As a young child, Arlene Notoro Morgan constantly asked questions. On Friday nights, she and her best friend even played “newspaper reporter.”
“I was born a journalist,” says Ms. Morgan, who was a reporter and editor at The Philadelphia Inquirer for more than 30 years.
“I have always been very curious about how the world ticks,” she says. “It was my desire to make the world better through the information we give people. And hopefully they will act on it and become better citizens and better human beings.”
Ms. Morgan’s career has always involved journalism. After retiring from The Inquirer, she joined the faculty at the Columbia University Graduate School of Journalism. Now she is an assistant dean for the Lew Klein College of Media and Communication at Temple University.
“The role of the journalist is to get out in the community and to report about it,” she says. They “give people information they need to make decisions.”
Journalists don’t only identify problems, she says, but they also seek stories about people who are solving them. “You don’t just state the problem and leave somebody hopeless but go and find out if there are solutions in other places,” she says.
She has always been committed to giving a voice to people who don’t usually see themselves in the media but have something important to say.
One of the ways she has tried to accomplish that goal is by hiring people with diverse backgrounds. When she first joined The Inquirer in 1969, “these were only seven women and one African-American man,” she says.
Ms. Morgan “looked all over the place to make sure we were really bringing people in that would bring a perspective that the white reporters didn’t have,” she says. “That’s what you have to do when you are running a news organization…so that everybody in your audience can see themselves” in the media.
When she started out, women reporters mostly covered topics such as fashion and weddings.
“That was not for me,” she says. “I loved politics and stories about people who were really doing things in the community.”

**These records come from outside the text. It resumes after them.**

//! Per-channel delivery bookkeeping: queues, dispatcher workers, callbacks
//! and the subscription history that reconnects replay.

use crate::channels;
use crate::core::types::{SubscriptionRecord, UpdateMsg, WsEvent};
use parking_lot::{Mutex, RwLock};
use std::collections::{BTreeSet, HashMap};
use std::sync::Arc;
use tokio::sync::mpsc;
use tokio_util::sync::CancellationToken;
use tracing::trace;

/// Message handler registered for one channel.
pub type Callback = Arc<dyn Fn(UpdateMsg) + Send + Sync>;

/// Queue depth per channel. Bounded so a stalled callback applies
/// backpressure to the reader instead of buffering without limit.
const QUEUE_DEPTH: usize = 64;

/// Registry shared by the reader, the dispatchers and the public handle.
///
/// A channel name maps to at most one delivery queue and one dispatcher for
/// the life of the service; queues are created lazily and never torn down.
pub(crate) struct ChannelRegistry {
    queues: Mutex<HashMap<String, mpsc::Sender<UpdateMsg>>>,
    callbacks: Arc<RwLock<HashMap<String, Callback>>>,
    unhandled: Arc<RwLock<Option<Callback>>>,
    history: Mutex<HashMap<String, Vec<SubscriptionRecord>>>,
}

impl ChannelRegistry {
    pub(crate) fn new() -> Self {
        Self {
            queues: Mutex::new(HashMap::new()),
            callbacks: Arc::new(RwLock::new(HashMap::new())),
            unhandled: Arc::new(RwLock::new(None)),
            history: Mutex::new(HashMap::new()),
        }
    }

    /// Create the channel's delivery queue and spawn its dispatcher, exactly
    /// once per channel name.
    pub(crate) fn ensure_channel(&self, channel: &str, cancel: &CancellationToken) {
        let mut queues = self.queues.lock();
        if queues.contains_key(channel) {
            return;
        }
        let (tx, rx) = mpsc::channel(QUEUE_DEPTH);
        queues.insert(channel.to_string(), tx);
        tokio::spawn(dispatch_loop(
            channel.to_string(),
            rx,
            Arc::clone(&self.callbacks),
            Arc::clone(&self.unhandled),
            cancel.child_token(),
        ));
    }

    pub(crate) fn queue(&self, channel: &str) -> Option<mpsc::Sender<UpdateMsg>> {
        self.queues.lock().get(channel).cloned()
    }

    /// Replace the channel's callback; the last registration wins.
    pub(crate) fn set_callback(&self, channel: &str, callback: Callback) {
        self.callbacks.write().insert(channel.to_string(), callback);
    }

    /// Remove the channel's callback; subsequent messages are dropped
    /// silently (or handed to the unhandled hook).
    pub(crate) fn clear_callback(&self, channel: &str) {
        self.callbacks.write().remove(channel);
    }

    pub(crate) fn set_unhandled(&self, callback: Callback) {
        *self.unhandled.write() = Some(callback);
    }

    pub(crate) fn clear_unhandled(&self) {
        *self.unhandled.write() = None;
    }

    /// Channels with a callback currently registered.
    pub(crate) fn registered_channels(&self) -> Vec<String> {
        self.callbacks.read().keys().cloned().collect()
    }

    pub(crate) fn record(&self, record: SubscriptionRecord) {
        self.history
            .lock()
            .entry(record.channel.clone())
            .or_default()
            .push(record);
    }

    /// Snapshot of the history, grouped per channel in call order.
    pub(crate) fn history_by_channel(&self) -> Vec<(String, Vec<SubscriptionRecord>)> {
        self.history
            .lock()
            .iter()
            .map(|(channel, records)| (channel.clone(), records.clone()))
            .collect()
    }

    /// Distinct application prefixes present in the history, for heartbeat
    /// pings.
    pub(crate) fn app_prefixes(&self) -> Vec<String> {
        let history = self.history.lock();
        let mut apps = BTreeSet::new();
        for channel in history.keys() {
            if let Some(app) = channels::app_prefix(channel) {
                apps.insert(app.to_string());
            }
        }
        apps.into_iter().collect()
    }

    /// Current market view for a channel, folded from its history:
    /// subscribe adds, unsubscribe removes, over payload tokens shaped like
    /// market identifiers.
    pub(crate) fn channel_markets(&self, channel: &str) -> Vec<String> {
        let history = self.history.lock();
        let Some(records) = history.get(channel) else {
            return Vec::new();
        };
        let mut markets = BTreeSet::new();
        for record in records {
            for token in &record.payload {
                if !token.contains('_') {
                    continue;
                }
                match record.event {
                    WsEvent::Subscribe => {
                        markets.insert(token.clone());
                    }
                    WsEvent::Unsubscribe => {
                        markets.remove(token);
                    }
                    WsEvent::Api => {}
                }
            }
        }
        markets.into_iter().collect()
    }

    /// Hand a frame without a delivery queue to the unhandled hook, if set.
    pub(crate) fn deliver_unhandled(&self, msg: UpdateMsg) {
        let hook = self.unhandled.read().clone();
        match hook {
            Some(hook) => hook(msg),
            None => trace!(channel = msg.channel_name(), "no delivery queue, dropping message"),
        }
    }
}

/// Drain one channel's queue, invoking whichever callback is registered at
/// delivery time. Callbacks run on the dispatcher task, so a slow callback
/// delays only its own channel.
async fn dispatch_loop(
    channel: String,
    mut queue: mpsc::Receiver<UpdateMsg>,
    callbacks: Arc<RwLock<HashMap<String, Callback>>>,
    unhandled: Arc<RwLock<Option<Callback>>>,
    cancel: CancellationToken,
) {
    loop {
        tokio::select! {
            _ = cancel.cancelled() => break,
            next = queue.recv() => {
                let Some(msg) = next else { break };
                let callback = callbacks.read().get(&channel).cloned();
                if let Some(callback) = callback {
                    callback(msg);
                } else {
                    let hook = unhandled.read().clone();
                    match hook {
                        Some(hook) => hook(msg),
                        None => trace!(channel = %channel, "no callback registered, dropping message"),
                    }
                }
            }
        }
    }
    trace!(channel = %channel, "dispatcher stopped");
}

So that’s what she did. She wrote about discrimination, education, crime, healthcare, and art, among many other topics.
Ms. Morgan sees herself now as an editor rather than a reporter. A reporter gathers news and information. An editor works with a reporter to develop an article and ensure that it is well-presented and accurate.
“I like to be an editor because I can point people in a direction that they may not normally think about,” she says.